Please restate the data word for word, in full.
━━━ RECORDS FOR THE EXERCISE
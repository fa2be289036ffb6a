//! The uniform outcome of one `Engine::execute` call

use serde::Serialize;

use crate::error::Error;
use crate::executor::{QueryResult, ResultRow};

/// `queryType` of statements the classifier did not recognize
pub const UNKNOWN_QUERY_TYPE: &str = "UNKNOWN";

/// Outcome of one statement. Failures are values, never panics.
#[derive(Debug, Clone, PartialEq, Serialize)]
#[serde(rename_all = "camelCase")]
pub struct ExecutionResult {
    pub success: bool,
    /// Human-readable summary
    pub output: String,
    #[serde(skip_serializing_if = "Option::is_none")]
    pub error: Option<String>,
    /// Stable code of the error, e.g. `TABLE_NOT_FOUND`
    #[serde(skip_serializing_if = "Option::is_none")]
    pub error_code: Option<String>,
    /// Milliseconds
    pub execution_time: f64,
    /// Rough size of the result set in bytes
    #[serde(skip_serializing_if = "Option::is_none")]
    pub memory: Option<usize>,
    #[serde(skip_serializing_if = "Option::is_none")]
    pub result_set: Option<Vec<ResultRow>>,
    #[serde(skip_serializing_if = "Option::is_none")]
    pub affected_rows: Option<usize>,
    #[serde(skip_serializing_if = "Option::is_none")]
    pub columns: Option<Vec<String>>,
    pub query_type: String,
    #[serde(skip_serializing_if = "Option::is_none")]
    pub row_count: Option<usize>,
    #[serde(skip_serializing_if = "Option::is_none")]
    pub database: Option<String>,
}

impl ExecutionResult {
    /// Shape a successful executor result.
    pub fn from_query(
        query_type: &str,
        database: &str,
        result: QueryResult,
        execution_time: f64,
    ) -> Self {
        let has_result_set = !result.columns.is_empty();
        let row_count = result.rows.len();
        let memory = result
            .rows
            .iter()
            .flat_map(|row| row.iter())
            .map(|(name, value)| name.len() + value.size_hint())
            .sum();

        let output = match &result.message {
            Some(message) => message.clone(),
            None if has_result_set => format!("{} row(s) returned", row_count),
            None => format!("{} row(s) affected", result.affected_rows),
        };

        Self {
            success: true,
            output,
            error: None,
            error_code: None,
            execution_time,
            memory: has_result_set.then_some(memory),
            affected_rows: (!has_result_set).then_some(result.affected_rows),
            row_count: has_result_set.then_some(row_count),
            columns: has_result_set.then_some(result.columns),
            result_set: has_result_set.then_some(result.rows),
            query_type: query_type.to_string(),
            database: Some(result.database.unwrap_or_else(|| database.to_string())),
        }
    }

    /// Shape a failure.
    pub fn from_error(query_type: &str, error: &Error, execution_time: f64) -> Self {
        let message = error.to_string();
        Self {
            success: false,
            output: format!("Error: {}", message),
            error: Some(message),
            error_code: Some(error.code().to_string()),
            execution_time,
            memory: None,
            result_set: None,
            affected_rows: None,
            columns: None,
            query_type: query_type.to_string(),
            row_count: None,
            database: None,
        }
    }

    /// Result rows, empty for statements without a result set
    pub fn rows(&self) -> &[ResultRow] {
        self.result_set.as_deref().unwrap_or_default()
    }
}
━━━━━━
▶ [ANSWER BELOW]:
repository fa2be289036ffb6a
//! The uniform outcome of one `Engine::execute` call

use serde::Serialize;

use crate::error::Error;
use crate::executor::{QueryResult, ResultRow};

/// `queryType` of statements the classifier did not recognize
pub const UNKNOWN_QUERY_TYPE: &str = "UNKNOWN";

/// Outcome of one statement. Failures are values, never panics.
#[derive(Debug, Clone, PartialEq, Serialize)]
#[serde(rename_all = "camelCase")]
pub struct ExecutionResult {
    pub success: bool,
    /// Human-readable summary
    pub output: String,
    #[serde(skip_serializing_if = "Option::is_none")]
    pub error: Option<String>,
    /// Stable code of the error, e.g. `TABLE_NOT_FOUND`
    #[serde(skip_serializing_if = "Option::is_none")]
    pub error_code: Option<String>,
    /// Milliseconds
    pub execution_time: f64,
    /// Rough size of the result set in bytes
    #[serde(skip_serializing_if = "Option::is_none")]
    pub memory: Option<usize>,
    #[serde(skip_serializing_if = "Option::is_none")]
    pub result_set: Option<Vec<ResultRow>>,
    #[serde(skip_serializing_if = "Option::is_none")]
    pub affected_rows: Option<usize>,
    #[serde(skip_serializing_if = "Option::is_none")]
    pub columns: Option<Vec<String>>,
    pub query_type: String,
    #[serde(skip_serializing_if = "Option::is_none")]
    pub row_count: Option<usize>,
    #[serde(skip_serializing_if = "Option::is_none")]
    pub database: Option<String>,
}

impl ExecutionResult {
    /// Shape a successful executor result.
    pub fn from_query(
        query_type: &str,
        database: &str,
        result: QueryResult,
        execution_time: f64,
    ) -> Self {
        let has_result_set = !result.columns.is_empty();
        let row_count = result.rows.len();
        let memory = result
            .rows
            .iter()
            .flat_map(|row| row.iter())
            .map(|(name, value)| name.len() + value.size_hint())
            .sum();

        let output = match &result.message {
            Some(message) => message.clone(),
            None if has_result_set => format!("{} row(s) returned", row_count),
            None => format!("{} row(s) affected", result.affected_rows),
        };

        Self {
            success: true,
            output,
            error: None,
            error_code: None,
            execution_time,
            memory: has_result_set.then_some(memory),
            affected_rows: (!has_result_set).then_some(result.affected_rows),
            row_count: has_result_set.then_some(row_count),
            columns: has_result_set.then_some(result.columns),
            result_set: has_result_set.then_some(result.rows),
            query_type: query_type.to_string(),
            database: Some(result.database.unwrap_or_else(|| database.to_string())),
        }
    }

    /// Shape a failure.
    pub fn from_error(query_type: &str, error: &Error, execution_time: f64) -> Self {
        let message = error.to_string();
        Self {
            success: false,
            output: format!("Error: {}", message),
            error: Some(message),
            error_code: Some(error.code().to_string()),
            execution_time,
            memory: None,
            result_set: None,
            affected_rows: None,
            columns: None,
            query_type: query_type.to_string(),
            row_count: None,
            database: None,
        }
    }

    /// Result rows, empty for statements without a result set
    pub fn rows(&self) -> &[ResultRow] {
        self.result_set.as_deref().unwrap_or_default()
    }
}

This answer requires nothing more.